Try it :: For the data below, work out the number of lines containing the string "take" and answer with that number only.

◆ ◆ ◆

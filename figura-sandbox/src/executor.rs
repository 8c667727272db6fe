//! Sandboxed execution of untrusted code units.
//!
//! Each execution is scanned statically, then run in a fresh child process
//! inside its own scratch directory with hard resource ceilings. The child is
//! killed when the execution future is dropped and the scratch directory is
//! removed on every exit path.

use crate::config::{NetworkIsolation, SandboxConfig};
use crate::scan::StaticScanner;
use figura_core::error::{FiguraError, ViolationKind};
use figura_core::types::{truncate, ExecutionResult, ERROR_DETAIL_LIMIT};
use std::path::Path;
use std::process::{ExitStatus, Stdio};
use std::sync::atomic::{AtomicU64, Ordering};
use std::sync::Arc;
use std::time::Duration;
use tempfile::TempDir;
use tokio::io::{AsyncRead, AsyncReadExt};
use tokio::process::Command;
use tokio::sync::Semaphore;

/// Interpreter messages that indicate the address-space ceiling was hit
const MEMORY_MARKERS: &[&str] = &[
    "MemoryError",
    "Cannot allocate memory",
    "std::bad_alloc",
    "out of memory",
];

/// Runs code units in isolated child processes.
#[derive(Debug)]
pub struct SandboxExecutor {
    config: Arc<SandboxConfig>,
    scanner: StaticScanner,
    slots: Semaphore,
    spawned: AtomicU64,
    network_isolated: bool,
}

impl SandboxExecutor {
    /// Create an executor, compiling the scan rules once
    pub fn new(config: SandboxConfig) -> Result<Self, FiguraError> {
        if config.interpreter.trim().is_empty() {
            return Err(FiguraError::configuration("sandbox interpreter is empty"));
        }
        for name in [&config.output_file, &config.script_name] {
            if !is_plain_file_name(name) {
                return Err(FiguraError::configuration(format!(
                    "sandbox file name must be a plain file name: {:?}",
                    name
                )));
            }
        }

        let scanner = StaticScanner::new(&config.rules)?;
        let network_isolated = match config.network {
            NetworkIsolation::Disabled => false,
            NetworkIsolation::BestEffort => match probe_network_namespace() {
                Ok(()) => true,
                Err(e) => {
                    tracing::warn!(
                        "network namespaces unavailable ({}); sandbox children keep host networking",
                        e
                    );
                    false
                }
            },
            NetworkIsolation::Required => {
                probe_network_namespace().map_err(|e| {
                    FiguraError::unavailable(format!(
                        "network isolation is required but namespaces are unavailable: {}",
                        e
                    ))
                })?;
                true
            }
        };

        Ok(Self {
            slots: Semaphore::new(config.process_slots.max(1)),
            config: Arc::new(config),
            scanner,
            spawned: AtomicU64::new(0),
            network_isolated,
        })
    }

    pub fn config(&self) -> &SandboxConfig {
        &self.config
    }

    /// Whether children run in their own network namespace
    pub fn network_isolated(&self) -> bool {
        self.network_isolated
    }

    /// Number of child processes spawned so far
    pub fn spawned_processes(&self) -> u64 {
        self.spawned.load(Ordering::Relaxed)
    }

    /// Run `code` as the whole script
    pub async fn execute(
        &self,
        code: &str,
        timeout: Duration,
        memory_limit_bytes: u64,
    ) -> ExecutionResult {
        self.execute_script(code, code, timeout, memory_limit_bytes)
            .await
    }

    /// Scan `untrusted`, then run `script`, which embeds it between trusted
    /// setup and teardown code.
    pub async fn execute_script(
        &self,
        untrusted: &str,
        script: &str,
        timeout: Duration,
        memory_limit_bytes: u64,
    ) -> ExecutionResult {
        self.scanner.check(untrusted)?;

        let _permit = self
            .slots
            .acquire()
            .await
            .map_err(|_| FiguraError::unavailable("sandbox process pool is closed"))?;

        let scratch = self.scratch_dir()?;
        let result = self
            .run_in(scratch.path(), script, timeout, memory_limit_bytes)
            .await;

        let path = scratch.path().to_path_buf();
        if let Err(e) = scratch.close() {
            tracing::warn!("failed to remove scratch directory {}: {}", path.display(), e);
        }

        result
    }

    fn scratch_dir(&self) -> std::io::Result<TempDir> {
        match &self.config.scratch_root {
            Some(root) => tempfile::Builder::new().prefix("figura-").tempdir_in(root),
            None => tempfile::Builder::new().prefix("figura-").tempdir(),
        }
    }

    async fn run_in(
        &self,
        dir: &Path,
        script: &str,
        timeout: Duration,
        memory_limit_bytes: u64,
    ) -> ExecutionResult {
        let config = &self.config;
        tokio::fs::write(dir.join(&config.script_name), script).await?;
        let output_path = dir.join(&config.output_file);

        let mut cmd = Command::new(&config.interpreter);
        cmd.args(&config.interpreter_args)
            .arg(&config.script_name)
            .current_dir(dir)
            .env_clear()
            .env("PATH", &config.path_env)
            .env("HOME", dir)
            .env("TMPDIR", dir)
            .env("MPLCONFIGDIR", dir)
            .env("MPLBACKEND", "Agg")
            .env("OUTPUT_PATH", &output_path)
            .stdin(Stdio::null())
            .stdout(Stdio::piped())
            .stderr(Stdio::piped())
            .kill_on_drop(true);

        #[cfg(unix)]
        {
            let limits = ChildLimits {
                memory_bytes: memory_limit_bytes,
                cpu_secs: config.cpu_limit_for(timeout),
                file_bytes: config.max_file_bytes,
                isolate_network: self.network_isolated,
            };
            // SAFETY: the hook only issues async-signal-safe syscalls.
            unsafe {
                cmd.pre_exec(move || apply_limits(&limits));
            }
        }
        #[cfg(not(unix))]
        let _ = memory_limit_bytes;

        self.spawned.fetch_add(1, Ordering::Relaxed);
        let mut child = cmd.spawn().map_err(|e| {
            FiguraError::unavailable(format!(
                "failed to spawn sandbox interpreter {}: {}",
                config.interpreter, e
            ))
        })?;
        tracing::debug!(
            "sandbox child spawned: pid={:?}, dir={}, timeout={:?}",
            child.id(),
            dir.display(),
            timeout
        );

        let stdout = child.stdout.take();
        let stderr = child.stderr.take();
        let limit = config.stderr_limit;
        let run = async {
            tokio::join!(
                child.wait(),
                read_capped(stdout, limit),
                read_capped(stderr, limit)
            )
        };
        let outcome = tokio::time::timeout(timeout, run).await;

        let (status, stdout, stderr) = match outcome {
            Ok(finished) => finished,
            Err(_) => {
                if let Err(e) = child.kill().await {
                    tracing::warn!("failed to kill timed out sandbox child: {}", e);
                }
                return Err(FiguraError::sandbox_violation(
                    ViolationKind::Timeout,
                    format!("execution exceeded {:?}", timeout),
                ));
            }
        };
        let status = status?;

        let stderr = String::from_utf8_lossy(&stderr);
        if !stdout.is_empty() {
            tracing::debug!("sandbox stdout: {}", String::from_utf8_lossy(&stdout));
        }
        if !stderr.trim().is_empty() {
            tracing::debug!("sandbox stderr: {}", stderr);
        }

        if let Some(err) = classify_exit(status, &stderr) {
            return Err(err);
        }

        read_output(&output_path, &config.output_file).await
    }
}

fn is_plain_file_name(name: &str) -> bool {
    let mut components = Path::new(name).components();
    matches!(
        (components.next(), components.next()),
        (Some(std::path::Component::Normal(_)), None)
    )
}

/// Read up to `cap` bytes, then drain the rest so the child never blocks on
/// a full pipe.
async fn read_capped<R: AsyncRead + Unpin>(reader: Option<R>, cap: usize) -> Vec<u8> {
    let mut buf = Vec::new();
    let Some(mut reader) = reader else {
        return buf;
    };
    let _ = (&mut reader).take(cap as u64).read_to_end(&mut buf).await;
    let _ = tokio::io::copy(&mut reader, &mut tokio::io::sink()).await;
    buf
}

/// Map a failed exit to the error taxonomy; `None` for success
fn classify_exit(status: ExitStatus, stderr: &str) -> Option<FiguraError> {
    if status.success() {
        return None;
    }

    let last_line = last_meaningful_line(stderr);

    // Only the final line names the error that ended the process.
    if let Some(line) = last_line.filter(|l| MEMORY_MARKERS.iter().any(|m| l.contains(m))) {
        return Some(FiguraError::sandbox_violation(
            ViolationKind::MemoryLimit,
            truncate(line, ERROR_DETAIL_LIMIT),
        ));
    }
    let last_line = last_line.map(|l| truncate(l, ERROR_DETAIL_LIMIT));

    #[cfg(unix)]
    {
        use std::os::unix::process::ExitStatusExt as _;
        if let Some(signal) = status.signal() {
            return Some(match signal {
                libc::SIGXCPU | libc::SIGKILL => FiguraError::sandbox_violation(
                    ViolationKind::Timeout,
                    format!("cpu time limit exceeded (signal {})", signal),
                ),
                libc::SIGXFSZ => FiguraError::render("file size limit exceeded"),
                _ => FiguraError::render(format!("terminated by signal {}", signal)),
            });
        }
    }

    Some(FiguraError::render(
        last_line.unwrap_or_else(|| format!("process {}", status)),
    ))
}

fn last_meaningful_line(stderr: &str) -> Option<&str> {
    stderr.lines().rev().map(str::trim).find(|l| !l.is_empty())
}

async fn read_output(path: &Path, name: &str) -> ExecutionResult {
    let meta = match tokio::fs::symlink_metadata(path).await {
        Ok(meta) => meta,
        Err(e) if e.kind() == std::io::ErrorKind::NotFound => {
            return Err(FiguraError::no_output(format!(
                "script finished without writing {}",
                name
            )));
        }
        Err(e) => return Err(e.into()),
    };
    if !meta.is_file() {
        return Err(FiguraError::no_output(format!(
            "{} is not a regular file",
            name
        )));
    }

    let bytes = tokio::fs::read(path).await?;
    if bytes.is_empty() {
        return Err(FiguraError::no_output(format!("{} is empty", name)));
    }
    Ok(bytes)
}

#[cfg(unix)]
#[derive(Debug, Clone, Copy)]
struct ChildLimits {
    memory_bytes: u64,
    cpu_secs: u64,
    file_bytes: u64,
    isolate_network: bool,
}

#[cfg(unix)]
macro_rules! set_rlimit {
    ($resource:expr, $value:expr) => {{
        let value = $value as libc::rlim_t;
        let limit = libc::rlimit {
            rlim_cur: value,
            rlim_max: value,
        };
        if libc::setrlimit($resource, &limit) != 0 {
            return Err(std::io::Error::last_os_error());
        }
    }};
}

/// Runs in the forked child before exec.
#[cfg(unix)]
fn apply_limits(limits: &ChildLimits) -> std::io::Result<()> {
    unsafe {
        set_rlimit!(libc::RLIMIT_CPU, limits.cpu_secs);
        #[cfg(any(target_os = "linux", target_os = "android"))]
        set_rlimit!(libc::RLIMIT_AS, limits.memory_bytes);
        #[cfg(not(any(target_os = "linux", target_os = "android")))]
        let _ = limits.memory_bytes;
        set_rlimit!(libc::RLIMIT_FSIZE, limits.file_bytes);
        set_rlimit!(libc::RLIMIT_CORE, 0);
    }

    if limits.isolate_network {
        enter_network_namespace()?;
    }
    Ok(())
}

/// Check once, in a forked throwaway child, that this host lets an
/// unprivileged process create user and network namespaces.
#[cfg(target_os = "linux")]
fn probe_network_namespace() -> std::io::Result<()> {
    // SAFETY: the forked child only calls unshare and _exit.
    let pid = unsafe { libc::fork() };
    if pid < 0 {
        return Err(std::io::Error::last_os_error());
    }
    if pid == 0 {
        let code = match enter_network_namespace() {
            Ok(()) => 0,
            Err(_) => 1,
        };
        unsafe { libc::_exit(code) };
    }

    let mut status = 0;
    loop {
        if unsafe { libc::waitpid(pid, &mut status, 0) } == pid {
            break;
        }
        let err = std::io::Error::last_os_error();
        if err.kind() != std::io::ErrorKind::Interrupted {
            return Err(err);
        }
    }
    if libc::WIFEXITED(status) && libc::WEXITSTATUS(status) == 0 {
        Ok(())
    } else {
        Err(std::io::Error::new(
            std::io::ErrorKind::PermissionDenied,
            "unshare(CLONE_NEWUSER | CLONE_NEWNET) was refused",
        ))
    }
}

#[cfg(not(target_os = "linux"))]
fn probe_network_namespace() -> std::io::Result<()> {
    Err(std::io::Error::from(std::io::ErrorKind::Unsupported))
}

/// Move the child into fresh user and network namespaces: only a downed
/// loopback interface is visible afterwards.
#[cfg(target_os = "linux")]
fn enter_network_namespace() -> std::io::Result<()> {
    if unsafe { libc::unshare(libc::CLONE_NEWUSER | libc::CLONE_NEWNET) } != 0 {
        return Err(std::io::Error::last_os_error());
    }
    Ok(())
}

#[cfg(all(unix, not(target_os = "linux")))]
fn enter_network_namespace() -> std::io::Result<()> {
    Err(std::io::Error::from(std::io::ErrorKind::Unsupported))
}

◆ ◆ ◆

Task answer :: 3